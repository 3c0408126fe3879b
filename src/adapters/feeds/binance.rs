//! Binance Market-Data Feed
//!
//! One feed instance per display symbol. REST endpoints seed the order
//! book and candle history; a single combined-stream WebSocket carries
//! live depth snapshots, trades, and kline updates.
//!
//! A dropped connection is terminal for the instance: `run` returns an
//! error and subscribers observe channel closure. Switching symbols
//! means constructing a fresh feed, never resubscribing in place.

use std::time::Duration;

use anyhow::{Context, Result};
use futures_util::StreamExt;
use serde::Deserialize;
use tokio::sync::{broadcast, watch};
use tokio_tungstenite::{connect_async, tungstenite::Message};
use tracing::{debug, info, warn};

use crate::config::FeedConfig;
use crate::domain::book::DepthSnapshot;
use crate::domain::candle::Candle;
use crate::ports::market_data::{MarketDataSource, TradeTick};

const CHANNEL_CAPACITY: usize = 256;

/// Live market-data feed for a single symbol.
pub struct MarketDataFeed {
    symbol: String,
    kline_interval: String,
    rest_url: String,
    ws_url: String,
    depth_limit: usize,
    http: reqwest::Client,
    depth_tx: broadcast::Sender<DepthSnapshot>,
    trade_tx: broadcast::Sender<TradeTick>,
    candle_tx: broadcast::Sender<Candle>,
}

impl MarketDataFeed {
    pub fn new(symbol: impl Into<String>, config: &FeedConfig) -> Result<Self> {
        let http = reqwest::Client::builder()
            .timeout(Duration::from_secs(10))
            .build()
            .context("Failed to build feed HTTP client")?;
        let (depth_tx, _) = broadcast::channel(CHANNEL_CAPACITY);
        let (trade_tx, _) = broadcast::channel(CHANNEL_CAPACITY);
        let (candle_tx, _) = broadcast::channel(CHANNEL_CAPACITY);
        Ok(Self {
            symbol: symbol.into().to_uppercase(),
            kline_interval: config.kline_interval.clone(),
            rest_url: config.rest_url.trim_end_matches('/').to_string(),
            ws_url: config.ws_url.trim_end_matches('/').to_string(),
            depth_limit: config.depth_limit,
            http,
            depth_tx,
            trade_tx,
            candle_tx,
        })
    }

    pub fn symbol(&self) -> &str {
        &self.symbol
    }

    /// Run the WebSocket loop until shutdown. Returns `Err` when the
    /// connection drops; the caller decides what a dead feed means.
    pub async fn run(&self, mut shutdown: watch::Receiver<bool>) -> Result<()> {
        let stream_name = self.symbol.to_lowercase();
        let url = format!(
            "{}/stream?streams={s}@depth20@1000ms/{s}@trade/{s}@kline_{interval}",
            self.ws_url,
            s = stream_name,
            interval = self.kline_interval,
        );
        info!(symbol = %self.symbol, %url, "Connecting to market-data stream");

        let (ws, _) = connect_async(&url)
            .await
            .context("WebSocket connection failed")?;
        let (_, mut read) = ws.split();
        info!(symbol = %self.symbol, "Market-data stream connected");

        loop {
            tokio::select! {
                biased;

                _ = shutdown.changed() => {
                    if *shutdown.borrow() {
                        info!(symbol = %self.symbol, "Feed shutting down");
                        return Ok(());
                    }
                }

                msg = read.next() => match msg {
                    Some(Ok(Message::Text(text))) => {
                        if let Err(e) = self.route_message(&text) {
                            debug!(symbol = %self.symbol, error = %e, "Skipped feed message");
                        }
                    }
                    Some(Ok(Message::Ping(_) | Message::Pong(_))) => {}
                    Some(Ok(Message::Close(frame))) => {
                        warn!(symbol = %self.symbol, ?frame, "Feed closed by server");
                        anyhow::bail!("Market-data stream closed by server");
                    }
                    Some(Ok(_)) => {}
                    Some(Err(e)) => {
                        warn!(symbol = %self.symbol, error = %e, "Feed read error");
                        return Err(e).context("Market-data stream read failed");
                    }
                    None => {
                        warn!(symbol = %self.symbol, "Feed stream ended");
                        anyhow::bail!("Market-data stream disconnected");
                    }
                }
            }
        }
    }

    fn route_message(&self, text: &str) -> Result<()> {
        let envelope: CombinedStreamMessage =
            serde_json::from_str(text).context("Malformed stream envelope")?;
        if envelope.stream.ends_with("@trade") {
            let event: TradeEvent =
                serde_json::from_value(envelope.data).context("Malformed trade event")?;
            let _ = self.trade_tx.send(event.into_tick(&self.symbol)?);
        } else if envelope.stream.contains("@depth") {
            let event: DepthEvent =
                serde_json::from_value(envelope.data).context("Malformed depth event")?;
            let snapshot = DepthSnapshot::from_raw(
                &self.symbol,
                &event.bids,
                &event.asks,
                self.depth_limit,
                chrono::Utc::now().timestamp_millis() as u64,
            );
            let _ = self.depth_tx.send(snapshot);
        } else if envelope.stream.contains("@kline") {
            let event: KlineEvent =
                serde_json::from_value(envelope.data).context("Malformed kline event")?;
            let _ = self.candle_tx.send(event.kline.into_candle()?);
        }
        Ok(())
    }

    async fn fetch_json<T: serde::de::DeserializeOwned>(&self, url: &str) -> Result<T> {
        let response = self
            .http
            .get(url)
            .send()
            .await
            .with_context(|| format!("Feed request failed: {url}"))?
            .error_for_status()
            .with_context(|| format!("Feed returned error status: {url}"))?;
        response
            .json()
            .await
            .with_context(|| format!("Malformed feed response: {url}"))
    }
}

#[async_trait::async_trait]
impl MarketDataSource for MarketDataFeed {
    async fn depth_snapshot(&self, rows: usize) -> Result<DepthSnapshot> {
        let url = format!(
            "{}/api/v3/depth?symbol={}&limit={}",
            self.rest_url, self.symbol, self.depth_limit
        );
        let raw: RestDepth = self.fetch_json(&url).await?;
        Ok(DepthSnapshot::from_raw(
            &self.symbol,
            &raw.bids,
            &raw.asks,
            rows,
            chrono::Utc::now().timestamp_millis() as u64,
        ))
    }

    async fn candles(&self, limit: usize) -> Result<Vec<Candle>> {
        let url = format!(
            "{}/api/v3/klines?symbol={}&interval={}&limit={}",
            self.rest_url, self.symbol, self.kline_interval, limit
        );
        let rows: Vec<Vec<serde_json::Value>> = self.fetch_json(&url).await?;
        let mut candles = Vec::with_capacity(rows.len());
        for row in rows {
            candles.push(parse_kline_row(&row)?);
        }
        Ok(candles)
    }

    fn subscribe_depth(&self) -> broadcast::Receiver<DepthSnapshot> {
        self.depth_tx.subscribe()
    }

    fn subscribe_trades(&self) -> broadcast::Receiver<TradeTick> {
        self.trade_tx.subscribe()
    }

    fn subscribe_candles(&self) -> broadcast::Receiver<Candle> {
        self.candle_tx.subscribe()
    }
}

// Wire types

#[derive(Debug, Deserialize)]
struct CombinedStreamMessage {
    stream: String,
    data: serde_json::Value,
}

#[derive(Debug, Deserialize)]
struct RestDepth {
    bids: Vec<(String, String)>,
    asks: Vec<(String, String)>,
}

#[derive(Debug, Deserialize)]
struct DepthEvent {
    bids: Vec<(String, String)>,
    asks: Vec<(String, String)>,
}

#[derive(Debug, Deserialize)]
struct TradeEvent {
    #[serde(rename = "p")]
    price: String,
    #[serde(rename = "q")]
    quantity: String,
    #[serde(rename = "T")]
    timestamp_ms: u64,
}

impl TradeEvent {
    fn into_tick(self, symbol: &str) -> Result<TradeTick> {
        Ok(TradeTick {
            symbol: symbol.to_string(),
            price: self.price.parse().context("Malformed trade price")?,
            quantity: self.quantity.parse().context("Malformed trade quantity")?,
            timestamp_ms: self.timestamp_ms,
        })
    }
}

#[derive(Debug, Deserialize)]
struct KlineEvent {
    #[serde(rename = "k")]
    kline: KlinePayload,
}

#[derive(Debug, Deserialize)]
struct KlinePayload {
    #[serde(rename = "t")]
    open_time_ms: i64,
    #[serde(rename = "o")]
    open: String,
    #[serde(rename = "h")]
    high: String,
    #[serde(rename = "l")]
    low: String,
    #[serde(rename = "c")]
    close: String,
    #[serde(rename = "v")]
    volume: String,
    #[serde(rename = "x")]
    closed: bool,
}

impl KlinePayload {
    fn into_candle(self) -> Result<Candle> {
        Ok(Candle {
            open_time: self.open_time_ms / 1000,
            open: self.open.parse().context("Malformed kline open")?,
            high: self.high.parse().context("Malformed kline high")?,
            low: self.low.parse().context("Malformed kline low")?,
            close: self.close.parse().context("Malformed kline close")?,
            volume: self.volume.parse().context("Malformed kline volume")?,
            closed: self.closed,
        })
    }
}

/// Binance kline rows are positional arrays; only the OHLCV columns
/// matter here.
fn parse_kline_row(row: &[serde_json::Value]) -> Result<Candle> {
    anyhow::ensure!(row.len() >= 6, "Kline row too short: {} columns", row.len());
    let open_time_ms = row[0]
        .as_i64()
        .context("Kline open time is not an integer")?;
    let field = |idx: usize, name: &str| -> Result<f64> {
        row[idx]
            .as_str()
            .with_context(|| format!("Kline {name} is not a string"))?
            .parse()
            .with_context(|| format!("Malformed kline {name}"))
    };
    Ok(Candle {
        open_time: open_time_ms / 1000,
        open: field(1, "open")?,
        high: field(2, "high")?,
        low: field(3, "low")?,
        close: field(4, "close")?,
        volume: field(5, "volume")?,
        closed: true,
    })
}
☆ ☆ ☆ ☆ ☆
▸ **Problem details**:
Find the lines above that contain the word "KlinePayload" and collect them.

▸ **Response to this task**:
    kline: KlinePayload,
struct KlinePayload {
impl KlinePayload {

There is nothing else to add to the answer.